That sounds ugly, and it would be except for some realities that get in the way of it being ugly in actual practice.

First, the window of exposure is very small and cannot be triggered from the outside. The controller has to be told to pair, the node has to be told to pair, and then you have to be able to both jam and intercept during a very specific and small window of time. The frame time for the scheme reply to be valid is about 100ms and if you're off then the node comes up unsecured entirely. And... you don't get the key because the controller never sends it as there's no agreement on the scheme to be used. Oh by the way if the node is a lock (I have one sitting here on my desk bolted to two small piece of wood that I use for testing) and it includes insecure then the "lock" functions are missing. Good, because that will force you to exclude and re-include it so you actually get secure mode (you do want a lock to be able to be locked, right?)

Second and probably the best defense is that best practice is that you pair in low-power mode. In other words you remove the RF stick from the controller, physically take it to the new device and push a button on it to initiate the operation -- you do not do it from the command console. In that case the range of the pairing transmission from the controller, which is the only one you care about (since it contains the key) is inches, not 100' or more.

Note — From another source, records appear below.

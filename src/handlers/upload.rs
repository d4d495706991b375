use axum::{Json, extract::Multipart, extract::State};
use chrono::Utc;
use serde_json::{Value, json};
use tracing::info;

use crate::error::ApiError;
use crate::router::AppState;

const ALLOWED_EXTENSIONS: &[&str] = &["png", "jpg", "jpeg", "gif", "webp"];

/// POST /api/news/upload-image
///
/// Accepts a multipart form with an `image` field, validates the extension
/// against the allowlist, and writes the file under the upload directory
/// with a timestamp prefix so names never collide. Nothing touches disk
/// until the payload has passed validation.
pub async fn upload_image(
    State(state): State<AppState>,
    mut multipart: Multipart,
) -> Result<Json<Value>, ApiError> {
    let field = loop {
        let Some(candidate) = multipart.next_field().await? else {
            return Err(ApiError::validation("No file uploaded"));
        };
        if candidate.name() == Some("image") {
            break candidate;
        }
    };

    let original = field
        .file_name()
        .map(sanitize_filename)
        .filter(|name| !name.is_empty())
        .ok_or_else(|| ApiError::validation("No file selected"))?;

    if !has_allowed_extension(&original) {
        return Err(ApiError::validation(
            "Invalid file type. Allowed: png, jpg, jpeg, gif, webp",
        ));
    }

    let data = field.bytes().await?;
    let filename = format!("{}_{original}", Utc::now().format("%Y%m%d_%H%M%S"));
    let path = state.upload_dir.join(&filename);
    tokio::fs::write(&path, &data).await?;
    info!(file = %filename, size = data.len(), "news image stored");

    let image_url = state
        .public_base_url
        .join(&format!("api/news/images/{filename}"))
        .map_err(|e| ApiError::Validation(format!("bad public base url: {e}")))?;
    Ok(Json(json!({
        "status": "success",
        "image_url": image_url,
    })))
}

/// Keep only filename-safe characters; anything resembling a path component
/// is flattened away.
fn sanitize_filename(name: &str) -> String {
    let base = name.rsplit(['/', '\\']).next().unwrap_or(name);
    base.chars()
        .map(|c| {
            if c.is_ascii_alphanumeric() || c == '.' || c == '-' || c == '_' {
                c
            } else {
                '_'
            }
        })
        .collect::<String>()
        .trim_matches('.')
        .to_string()
}

fn has_allowed_extension(name: &str) -> bool {
    name.rsplit_once('.')
        .map(|(_, ext)| {
            let ext = ext.to_ascii_lowercase();
            ALLOWED_EXTENSIONS.contains(&ext.as_str())
        })
        .unwrap_or(false)
}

Now for convenience newer nodes (and controllers) can initiate pairing from a distance. In fact all the 500-series chipset stuff supports doing so. However, there's a lot of older gear out there that works perfectly well but can't handle high power include, including roughly half or more of the devices in my house. In fact the standard for setting up Zwave devices and best practice has always been to do so in the final installed location and to pair with the controller at the device. This is easy when the master is a handheld controller roughly the size of a small remote control as was originally the case with the original Leviton master controllers years ago. Of course this is sort of hard to do when your controller is this thing that has a wall-wart, doesn't have a separate RF interface and it's running your user interface at the same time! In other words convenience and poor design of some controllers (essentially all of the mass-market stuff, I might add) means you get to bring the device to the controller, pair it there, and then deal with an inevitable network reorganization to get good performance.

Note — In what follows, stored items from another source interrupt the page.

#![allow(dead_code)]

use std::fs;
use std::path::PathBuf;
use std::time::{SystemTime, UNIX_EPOCH};

use axum::Router;
use axum::body::Body;
use axum::http::Request;
use furnilayout::api::LayoutApi;
use furnilayout::db::{self, Storage};
use furnilayout::router::{AppState, api_router};
use serde_json::Value;
use url::Url;

pub struct TestApp {
    pub router: Router,
    pub storage: Storage,
    db_path: PathBuf,
    pub upload_dir: PathBuf,
}

/// Build a full router over a throwaway sqlite file and upload directory.
/// The layout service URL points at a closed port; tests that exercise the
/// AI path must not be written against this helper.
pub async fn spawn_app(tag: &str) -> TestApp {
    let nanos = SystemTime::now()
        .duration_since(UNIX_EPOCH)
        .expect("system time before UNIX_EPOCH")
        .as_nanos();

    let mut db_path = std::env::temp_dir();
    db_path.push(format!(
        "furnilayout-{tag}-{}-{nanos}.sqlite",
        std::process::id()
    ));
    let mut upload_dir = std::env::temp_dir();
    upload_dir.push(format!(
        "furnilayout-uploads-{tag}-{}-{nanos}",
        std::process::id()
    ));
    fs::create_dir_all(&upload_dir).expect("failed to create upload dir");

    let database_url = format!("sqlite:{}", db_path.display());
    let storage = db::spawn(&database_url).await.expect("db spawn failed");
    storage
        .upsert_user("admin", "pwd")
        .await
        .expect("admin seed failed");

    let layout = LayoutApi::new(
        reqwest::Client::new(),
        Url::parse("http://127.0.0.1:9/").expect("bad test url"),
    );
    let state = AppState::new(
        storage.clone(),
        layout,
        upload_dir.clone(),
        Url::parse("http://localhost:8000").expect("bad test url"),
    );

    TestApp {
        router: api_router(state),
        storage,
        db_path,
        upload_dir,
    }
}

impl TestApp {
    pub fn teardown(self) {
        let _ = fs::remove_file(&self.db_path);
        let _ = fs::remove_dir_all(&self.upload_dir);
    }
}

pub fn json_request(method: &str, uri: &str, body: Value) -> Request<Body> {
    Request::builder()
        .method(method)
        .uri(uri)
        .header("content-type", "application/json")
        .body(Body::from(body.to_string()))
        .expect("failed to build request")
}

pub fn empty_request(method: &str, uri: &str) -> Request<Body> {
    Request::builder()
        .method(method)
        .uri(uri)
        .body(Body::empty())
        .expect("failed to build request")
}

pub async fn read_json(resp: axum::response::Response) -> Value {
    let bytes = axum::body::to_bytes(resp.into_body(), usize::MAX)
        .await
        .expect("failed to read response body");
    serde_json::from_slice(&bytes).expect("response body was not json")
}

That, by the way, is another sore spot in that many controllers try to do it on their own which is flat-out stupid. The scope of why is beyond this article (although it's covered in some depth in HomeDaemon's user manual as a caution to people who would try to use those commands without understanding them) but it has to do with the fact that most battery-powered devices are not listening all the time and in order to get a good network map every device has to be on and able to receive and transmit. Good luck with that on an automated basis where you have anything that runs on batteries in the network. And if you think this is a "theoretical" pain in the ass there are 53 active Z-wave units in my house right now. There's nothing theoretical about running around removing the covers, sending configuration commands and similar on over a dozen battery-powered devices so they're all "awake" and can properly participate in a network rediscovery process! "Best practice" exists for a reason and especially with complex installations it's important to follow it for reasons other than security -- that's a nice side effect.

So the long and short of it is that these guys consider this a protocol problem and severe vulnerability.

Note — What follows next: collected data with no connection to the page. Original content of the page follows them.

// SPDX-License-Identifier: MIT

use parking_lot::RwLock;
use std::collections::HashMap;
use std::sync::Arc;

use super::descriptor::NodeDescriptor;
use super::unwarp::Unwarp;
use super::warp::Warp;
use super::Node;
use crate::common::error::{Result, WarpError};

/// Display name to node mapping handed to the host
#[derive(Clone)]
pub struct NodeRegistry {
    nodes: Arc<RwLock<HashMap<String, Arc<dyn Node>>>>,
}

impl NodeRegistry {
    pub fn new() -> Self {
        Self {
            nodes: Arc::new(RwLock::new(HashMap::new())),
        }
    }

    /// Registry with `Warp` and `Unwarp`
    pub fn with_builtin() -> Self {
        let registry = Self::new();
        registry.register(Arc::new(Warp));
        registry.register(Arc::new(Unwarp));
        registry
    }

    pub fn register(&self, node: Arc<dyn Node>) {
        let mut nodes = self.nodes.write();
        nodes.insert(node.name().to_string(), node);
    }

    pub fn get(&self, name: &str) -> Option<Arc<dyn Node>> {
        let nodes = self.nodes.read();
        nodes.get(name).cloned()
    }

    /// Like [`NodeRegistry::get`] but reports a missing node as an error
    pub fn require(&self, name: &str) -> Result<Arc<dyn Node>> {
        self.get(name).ok_or_else(|| WarpError::node_not_found(name))
    }

    /// Registered node names, sorted
    pub fn names(&self) -> Vec<String> {
        let mut names: Vec<String> = self.nodes.read().keys().cloned().collect();
        names.sort();
        names
    }

    /// Descriptors of every registered node, sorted by name
    pub fn descriptors(&self) -> Vec<NodeDescriptor> {
        let nodes = self.nodes.read();
        let mut descriptors: Vec<NodeDescriptor> =
            nodes.values().map(|n| n.descriptor().clone()).collect();
        descriptors.sort_by_key(|d| d.name);
        descriptors
    }
}

impl Default for NodeRegistry {
    fn default() -> Self {
        Self::new()
    }
}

I called bullshit on that and they didn't like it.

Here are my reasons; you decide who's right (with their full source article up above):

1. You cannot initiate pairing from a remote, nor over RF. You have to put the controller in that mode deliberately, and if it is not then it will ignore a unit that tries to perform pairing, never responding to the request at all. Since it never responds it cannot divulge a key. Therefore you need a deliberate act by the owner or system installer to first open the potential vulnerability in the first place.

2. You must then initiate pairing on the new unit. Now this is where things could get sort of ugly; a malefactor could put a "bare" (uninitialized) unit outside your house but within range and pair that. Then again if they can manage that they can steal the key no matter what because they then take the physical unit. If you can do that you can build a confederate unit that is designed to get keys and then display them for you. Bingo -- Bob's Your Uncle. Note that the only defense against that if you pair in high power is #1 because the unit cannot initiate pairing on its own.

3. Best practice is to perform pairing with the unit in the installed final location using a controller that is operating in low-power mode to pair. This reduces the potential interception range to inches from ~100' or so whether the intruder is using custom-designed equipment or a simple sniffer. If a confederate can get a listening device within a foot of you when you are doing this then he can also put a fake node in the same place, trigger it to include whenever it sees some other node trying to do so, and steal the key the hard way -- by retrieving the device later and extracting it from the device's NVRAM. S2 mitigates this if there's a user-controlled PIN or similar used, obviously, since the confederate would not know what it is nor have a way to enter it and he needs that for the initial keying exchange to be decodable. Note that it does not matter whether the node runs in low-power during inclusion or not, since the node doesn't send the key -- the controller does, and by the time the node sends an encrypted message it has the actual network key in it and the risk window is closed. If you have a controller that is fixed-location and doesn't have a removable stick that's an implementation problem and stupid design of the controller, not the protocol, but even that can be overcome -- keep reading.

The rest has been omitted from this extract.